------ Extracted information

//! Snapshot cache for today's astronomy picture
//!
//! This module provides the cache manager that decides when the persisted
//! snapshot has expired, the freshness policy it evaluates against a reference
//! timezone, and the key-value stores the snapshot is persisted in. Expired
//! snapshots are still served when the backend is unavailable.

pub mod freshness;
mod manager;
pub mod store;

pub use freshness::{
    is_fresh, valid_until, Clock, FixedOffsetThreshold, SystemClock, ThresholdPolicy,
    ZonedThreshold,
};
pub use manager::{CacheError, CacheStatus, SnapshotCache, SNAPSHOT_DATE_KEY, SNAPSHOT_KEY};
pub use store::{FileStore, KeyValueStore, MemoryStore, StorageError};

------------

Exercise: Nothing in the entries should be skipped. Output them all exactly.

Exercise result:
//! Snapshot cache for today's astronomy picture
//!
//! This module provides the cache manager that decides when the persisted
//! snapshot has expired, the freshness policy it evaluates against a reference
//! timezone, and the key-value stores the snapshot is persisted in. Expired
//! snapshots are still served when the backend is unavailable.

pub mod freshness;
mod manager;
pub mod store;

pub use freshness::{
    is_fresh, valid_until, Clock, FixedOffsetThreshold, SystemClock, ThresholdPolicy,
    ZonedThreshold,
};
pub use manager::{CacheError, CacheStatus, SnapshotCache, SNAPSHOT_DATE_KEY, SNAPSHOT_KEY};
pub use store::{FileStore, KeyValueStore, MemoryStore, StorageError};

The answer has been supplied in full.